- Accueil
- Lutte ouvrière n°2952
- Football : malade du business
Leur société
Football : malade du business
Le diffuseur de télévision britannique DAZN réclame en justice 573 millions d’euros à la Ligue de football professionnel (LFP), pour « tromperie sur la marchandise » et « manquement observé ». Plusieurs clubs de Ligue 1 risquent désormais la faillite.

Pour comprendre comment on en est arrivé là, il faut revenir sur l’évolution des dernières décennies. À partir des années 1990, les budgets des clubs professionnels ont explosé en Angleterre, en Espagne ou en Italie, la France étant alors à la traîne. Les choses ont changé en 2011 quand le fonds souverain du Qatar, QSI, a racheté le Paris Saint-Germain. Le budget du PSG a grimpé en flèche, et le club a commencé à pouvoir se payer des joueurs qui échappaient traditionnellement à la Ligue 1. C’est ainsi que des stars mondiales comme Ibrahimovic, Beckham, Neymar ou Mbappé ont rejoint le club de la capitale.

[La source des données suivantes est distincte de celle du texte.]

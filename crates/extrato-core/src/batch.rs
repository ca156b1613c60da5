//! Sequential batch processing of uploaded statements.

use std::time::Instant;

use tracing::{debug, info};

use crate::cache::{CacheKey, RecordCache};
use crate::consolidate::ConsolidatedTable;
use crate::models::statement::StatementFile;
use crate::pdf::{PdfExtractor, PdfProcessor};
use crate::statement::Layout;

/// Progress after one file of a batch has been processed.
#[derive(Debug, Clone, Copy)]
pub struct BatchProgress<'a> {
    /// Files finished so far, including this one.
    pub done: usize,
    /// Files in the batch.
    pub total: usize,
    /// Name of the file just finished.
    pub file_name: &'a str,
    /// Whether the record came from the cache.
    pub cached: bool,
}

/// Constructor for the PDF backend used on each file.
pub type PdfBackend = fn() -> Box<dyn PdfProcessor>;

fn default_backend() -> Box<dyn PdfProcessor> {
    Box::new(PdfExtractor::new())
}

/// Runs one layout over a list of files, in order, one at a time.
pub struct BatchProcessor<'c> {
    layout: Layout,
    cache: Option<&'c mut dyn RecordCache>,
    backend: PdfBackend,
}

impl<'c> BatchProcessor<'c> {
    /// Create a processor for `layout` without a cache.
    pub fn new(layout: Layout) -> Self {
        Self {
            layout,
            cache: None,
            backend: default_backend,
        }
    }

    /// Reuse records from `cache` and store new ones in it.
    pub fn with_cache(mut self, cache: &'c mut dyn RecordCache) -> Self {
        self.cache = Some(cache);
        self
    }

    /// Use a different PDF backend.
    pub fn with_backend(mut self, backend: PdfBackend) -> Self {
        self.backend = backend;
        self
    }

    /// Process every file; failures become error records.
    pub fn run(self, files: &[StatementFile]) -> ConsolidatedTable {
        self.run_with_progress(files, |_| {})
    }

    /// Process every file, reporting progress after each one.
    pub fn run_with_progress<F>(mut self, files: &[StatementFile], mut on_progress: F) -> ConsolidatedTable
    where
        F: FnMut(BatchProgress<'_>),
    {
        let start = Instant::now();
        let extractor = self.layout.extractor();
        let total = files.len();
        let mut table = ConsolidatedTable::new();

        for (i, file) in files.iter().enumerate() {
            let key = self.cache.is_some().then(|| CacheKey::new(self.layout, file));
            let cached = match (self.cache.as_deref_mut(), &key) {
                (Some(cache), Some(key)) => cache.lookup(key),
                _ => None,
            };
            let hit = cached.is_some();

            let record = match cached {
                Some(record) => record,
                None => {
                    let mut pdf = (self.backend)();
                    let record = extractor.process_with(pdf.as_mut(), &file.data, &file.name);
                    if let (Some(cache), Some(key)) = (self.cache.as_deref_mut(), key) {
                        cache.store(key, record.clone());
                    }
                    record
                }
            };

            debug!("[{}/{}] {} -> {}", i + 1, total, file.name, record.account);
            table.push(record);

            on_progress(BatchProgress {
                done: i + 1,
                total,
                file_name: &file.name,
                cached: hit,
            });
        }

        info!(
            "Processed {} files as {} in {:?}",
            total,
            self.layout.slug(),
            start.elapsed()
        );
        table
    }
}

#[cfg(test)]
mod tests {
    use super::*;
    use crate::cache::StatementCache;
    use crate::statement::testing::TextPdf;
    use lazy_static::lazy_static;
    use pretty_assertions::assert_eq;
    use std::sync::Mutex;
    use std::sync::atomic::{AtomicBool, Ordering};

    fn text_backend() -> Box<dyn PdfProcessor> {
        Box::new(TextPdf::default())
    }

    fn caixa_file(name: &str, account: &str, current: &str) -> StatementFile {
        let text = format!(
            "Conta Corrente\n{}\nSaldo Anterior\n100,00C\nRendimento Bruto no Mês\n1,00C\nSaldo Bruto\n{}\n",
            account, current
        );
        StatementFile::new(name, text.into_bytes())
    }

    #[test]
    fn test_one_failure_does_not_stop_batch() {
        let files = vec![
            caixa_file("a.pdf", "111-1", "101,00C"),
            StatementFile::new("broken.pdf", b"%BROKEN".to_vec()),
            caixa_file("c.pdf", "333-3", "50,00C"),
        ];

        let table = BatchProcessor::new(Layout::Caixa)
            .with_backend(text_backend)
            .run(&files);

        assert_eq!(table.len(), 3);
        let errors: Vec<_> = table.iter().filter(|r| r.is_error()).collect();
        assert_eq!(errors.len(), 1);
        assert_eq!(errors[0].file_name, "broken.pdf");
        assert!(errors[0].account.starts_with("Erro:"));

        let summary = table.summary();
        assert!((summary.total_current_balance - 151.0).abs() < 1e-9);
        assert!((summary.total_income - 2.0).abs() < 1e-9);
        assert_eq!(summary.distinct_accounts, 3);
    }

    #[test]
    fn test_progress_reported_per_file() {
        let files = vec![
            caixa_file("a.pdf", "1-1", "1,00C"),
            caixa_file("b.pdf", "2-2", "2,00C"),
        ];
        let mut seen = Vec::new();

        BatchProcessor::new(Layout::Caixa)
            .with_backend(text_backend)
            .run_with_progress(&files, |p| seen.push((p.done, p.total, p.file_name.to_string())));

        assert_eq!(
            seen,
            vec![(1, 2, "a.pdf".to_string()), (2, 2, "b.pdf".to_string())]
        );
    }

    #[test]
    fn test_cache_reuses_identical_upload() {
        let mut cache = StatementCache::new(8);
        let files = vec![caixa_file("a.pdf", "1-1", "1,00C")];

        let first = BatchProcessor::new(Layout::Caixa)
            .with_backend(text_backend)
            .with_cache(&mut cache)
            .run(&files);
        assert_eq!(cache.len(), 1);

        let mut hits = 0;
        let second = BatchProcessor::new(Layout::Caixa)
            .with_backend(text_backend)
            .with_cache(&mut cache)
            .run_with_progress(&files, |p| {
                if p.cached {
                    hits += 1;
                }
            });

        assert_eq!(hits, 1);
        assert_eq!(first, second);
    }

    #[test]
    fn test_same_bytes_other_layout_not_cached() {
        let mut cache = StatementCache::new(8);
        let files = vec![caixa_file("a.pdf", "1-1", "1,00C")];

        BatchProcessor::new(Layout::Caixa)
            .with_backend(text_backend)
            .with_cache(&mut cache)
            .run(&files);
        let table = BatchProcessor::new(Layout::Standard)
            .with_backend(text_backend)
            .with_cache(&mut cache)
            .run(&files);

        assert_eq!(cache.len(), 2);
        assert_eq!(table.records()[0].account, "Não encontrado");
    }

    lazy_static! {
        static ref SHARED: Mutex<StatementCache> = Mutex::new(StatementCache::new(8));
    }
    static LOCKED_DURING_EXTRACTION: AtomicBool = AtomicBool::new(false);

    fn lock_checking_backend() -> Box<dyn PdfProcessor> {
        if SHARED.try_lock().is_err() {
            LOCKED_DURING_EXTRACTION.store(true, Ordering::SeqCst);
        }
        Box::new(TextPdf::default())
    }

    #[test]
    fn test_shared_cache_unlocked_while_extracting() {
        let files = vec![
            caixa_file("a.pdf", "1-1", "1,00C"),
            caixa_file("b.pdf", "2-2", "2,00C"),
        ];

        let mut shared = &*SHARED;
        let table = BatchProcessor::new(Layout::Caixa)
            .with_backend(lock_checking_backend)
            .with_cache(&mut shared)
            .run(&files);

        assert_eq!(table.len(), 2);
        assert!(!LOCKED_DURING_EXTRACTION.load(Ordering::SeqCst));
        assert_eq!(SHARED.lock().unwrap().len(), 2);
    }
}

Les dirigeants du football français ont alors espéré mettre la main sur la poule aux œufs d’or. Les droits de retransmission TV de la Ligue 1 sont ainsi passés d’une centaine de millions d’euros à la fin des années 1990 à 726 millions d’euros en 2016, laissant entrevoir un gâteau d’un milliard. Cette course à l’argent s’est faite en mettant en concurrence les firmes de télévision : en 2018, le diffuseur historique Canal+ perdait l’appel d’offres, au profit de Mediapro. Après la faillite de Mediapro, Amazon puis, à partir de 2024, le britannique DAZN prenaient le relais, pour un fromage désormais partagé avec BeIN sport, propriété de… QSI.
À ce stade, le beau jeu et les buts ne sont plus que des arguments de vente pour dépouiller le chaland. Les téléspectateurs sont en effet considérés comme des vaches à lait par la LFP, convaincue qu’ils suivront l’augmentation des tarifs. Alors que, en 1989, un abonnement Canal+ pour la Ligue 1 et pour du cinéma coûtait 27 euros par mois, le téléspectateur devait débourser 42 euros en 2023, et en 2024-2025, il doit payer 55 euros pour les seuls matchs de Ligue 1, et y ajouter 30 euros s’il a en outre la folie de vouloir regarder les compétitions européennes.
Par ailleurs, en Ligue 1, la course au fric a tué la « glorieuse incertitude du sport » : alors qu’en Angleterre ou en Espagne, cinq ou six équipes se disputent le titre, en France le PSG écrase la concurrence. Son budget est de 800 millions d’euros, quand celui du second (l’Olympique de Marseille) n’est « que » de 260 millions, et celui du petit poucet Angers de 25 millions. De 2012 à 2024, le PSG a ainsi emporté dix des douze titres, et est bien parti pour rafler le treizième cette année. On comprend que, devant un film aussi dépourvu de suspense, les amateurs de football rechignent à payer autant.
Le piratage a logiquement connu un essor. Les droits engrangés par la LFP, présidée par l’affairiste Vincent Labrune, se sont effondrés. Et, alors que DAZN tablait sur le 1,5 million d’abonnés que lui avait promis la LFP, elle en a trois fois moins. C’est comme si une bulle financière éclatait, le système économique du football professionnel pourrit sur pied.